- _What to produce_
Pull every line containing "wins" from the listing below.

- _Raw data_
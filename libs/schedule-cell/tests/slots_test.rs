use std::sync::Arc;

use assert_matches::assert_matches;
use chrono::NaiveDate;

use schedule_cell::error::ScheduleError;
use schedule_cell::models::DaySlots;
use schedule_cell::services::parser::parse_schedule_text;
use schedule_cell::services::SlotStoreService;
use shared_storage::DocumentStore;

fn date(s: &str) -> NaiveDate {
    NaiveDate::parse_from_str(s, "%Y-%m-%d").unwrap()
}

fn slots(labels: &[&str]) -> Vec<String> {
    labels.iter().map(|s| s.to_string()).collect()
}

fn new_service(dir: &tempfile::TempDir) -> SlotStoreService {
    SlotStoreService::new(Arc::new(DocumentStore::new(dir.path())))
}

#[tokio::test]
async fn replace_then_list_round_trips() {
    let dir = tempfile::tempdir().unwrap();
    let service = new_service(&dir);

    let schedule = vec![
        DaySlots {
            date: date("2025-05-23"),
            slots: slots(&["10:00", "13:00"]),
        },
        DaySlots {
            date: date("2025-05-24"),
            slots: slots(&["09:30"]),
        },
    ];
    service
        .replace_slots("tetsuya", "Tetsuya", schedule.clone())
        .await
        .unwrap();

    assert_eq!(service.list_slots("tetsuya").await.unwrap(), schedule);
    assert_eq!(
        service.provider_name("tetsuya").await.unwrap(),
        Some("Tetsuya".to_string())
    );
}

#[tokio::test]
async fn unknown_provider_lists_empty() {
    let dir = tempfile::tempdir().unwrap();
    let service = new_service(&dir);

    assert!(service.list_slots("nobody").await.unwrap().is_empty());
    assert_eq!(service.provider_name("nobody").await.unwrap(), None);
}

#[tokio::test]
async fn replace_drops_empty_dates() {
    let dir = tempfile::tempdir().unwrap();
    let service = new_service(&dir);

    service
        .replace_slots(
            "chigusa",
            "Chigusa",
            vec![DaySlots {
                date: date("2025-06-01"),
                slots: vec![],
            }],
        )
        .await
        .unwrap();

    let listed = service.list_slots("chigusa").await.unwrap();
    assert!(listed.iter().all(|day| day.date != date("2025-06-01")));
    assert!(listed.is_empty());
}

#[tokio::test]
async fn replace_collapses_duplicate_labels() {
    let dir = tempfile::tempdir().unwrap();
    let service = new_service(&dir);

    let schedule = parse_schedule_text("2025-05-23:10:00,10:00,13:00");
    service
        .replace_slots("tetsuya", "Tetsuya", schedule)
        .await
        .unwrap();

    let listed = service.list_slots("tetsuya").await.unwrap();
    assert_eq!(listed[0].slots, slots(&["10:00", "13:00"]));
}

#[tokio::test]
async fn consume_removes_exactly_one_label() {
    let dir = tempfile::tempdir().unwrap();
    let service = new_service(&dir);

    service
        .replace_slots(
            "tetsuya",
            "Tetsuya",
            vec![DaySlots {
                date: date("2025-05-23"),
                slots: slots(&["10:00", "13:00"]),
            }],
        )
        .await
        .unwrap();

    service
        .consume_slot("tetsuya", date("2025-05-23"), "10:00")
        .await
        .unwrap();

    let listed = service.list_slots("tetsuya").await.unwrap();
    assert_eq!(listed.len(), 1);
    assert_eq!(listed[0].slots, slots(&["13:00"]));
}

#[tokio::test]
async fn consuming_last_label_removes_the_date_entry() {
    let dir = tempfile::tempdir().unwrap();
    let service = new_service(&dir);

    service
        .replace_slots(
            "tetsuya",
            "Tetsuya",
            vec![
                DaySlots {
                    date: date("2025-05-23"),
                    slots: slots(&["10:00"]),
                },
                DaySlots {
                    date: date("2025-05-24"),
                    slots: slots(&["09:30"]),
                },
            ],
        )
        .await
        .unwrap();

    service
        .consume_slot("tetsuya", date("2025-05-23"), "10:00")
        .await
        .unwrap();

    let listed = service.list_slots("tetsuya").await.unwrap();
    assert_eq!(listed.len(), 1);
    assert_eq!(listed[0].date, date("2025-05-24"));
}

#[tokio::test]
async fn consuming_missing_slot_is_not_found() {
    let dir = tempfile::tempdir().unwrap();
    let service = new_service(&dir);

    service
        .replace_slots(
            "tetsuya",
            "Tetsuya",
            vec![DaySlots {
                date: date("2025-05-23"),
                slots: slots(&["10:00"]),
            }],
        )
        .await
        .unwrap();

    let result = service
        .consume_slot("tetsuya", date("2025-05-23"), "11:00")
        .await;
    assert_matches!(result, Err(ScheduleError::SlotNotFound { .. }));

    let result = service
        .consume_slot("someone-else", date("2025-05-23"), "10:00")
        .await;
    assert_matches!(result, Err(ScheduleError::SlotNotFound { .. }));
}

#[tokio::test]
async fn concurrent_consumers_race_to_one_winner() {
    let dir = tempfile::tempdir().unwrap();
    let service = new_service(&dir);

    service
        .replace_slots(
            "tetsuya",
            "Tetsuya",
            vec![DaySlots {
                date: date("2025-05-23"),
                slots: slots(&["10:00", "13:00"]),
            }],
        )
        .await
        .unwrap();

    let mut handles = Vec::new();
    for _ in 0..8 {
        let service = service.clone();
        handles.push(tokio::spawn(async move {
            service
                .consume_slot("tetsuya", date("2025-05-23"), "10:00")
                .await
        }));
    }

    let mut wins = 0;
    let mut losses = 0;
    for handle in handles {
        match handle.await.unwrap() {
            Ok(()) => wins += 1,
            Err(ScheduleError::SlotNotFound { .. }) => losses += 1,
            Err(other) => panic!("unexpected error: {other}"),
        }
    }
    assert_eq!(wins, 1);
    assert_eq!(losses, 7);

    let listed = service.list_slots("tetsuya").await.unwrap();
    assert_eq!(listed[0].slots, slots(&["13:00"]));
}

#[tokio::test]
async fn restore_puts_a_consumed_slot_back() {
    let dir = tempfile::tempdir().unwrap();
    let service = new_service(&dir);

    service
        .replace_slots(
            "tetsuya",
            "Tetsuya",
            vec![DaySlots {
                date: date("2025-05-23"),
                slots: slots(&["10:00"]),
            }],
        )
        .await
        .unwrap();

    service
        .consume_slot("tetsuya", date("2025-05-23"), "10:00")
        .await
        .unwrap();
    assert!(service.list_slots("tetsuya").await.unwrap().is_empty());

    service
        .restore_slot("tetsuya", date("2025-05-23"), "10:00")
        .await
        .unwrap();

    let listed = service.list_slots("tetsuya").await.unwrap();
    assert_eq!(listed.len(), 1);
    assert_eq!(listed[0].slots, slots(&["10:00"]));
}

- _Final answer_
    let mut wins = 0;
            Ok(()) => wins += 1,
    assert_eq!(wins, 1);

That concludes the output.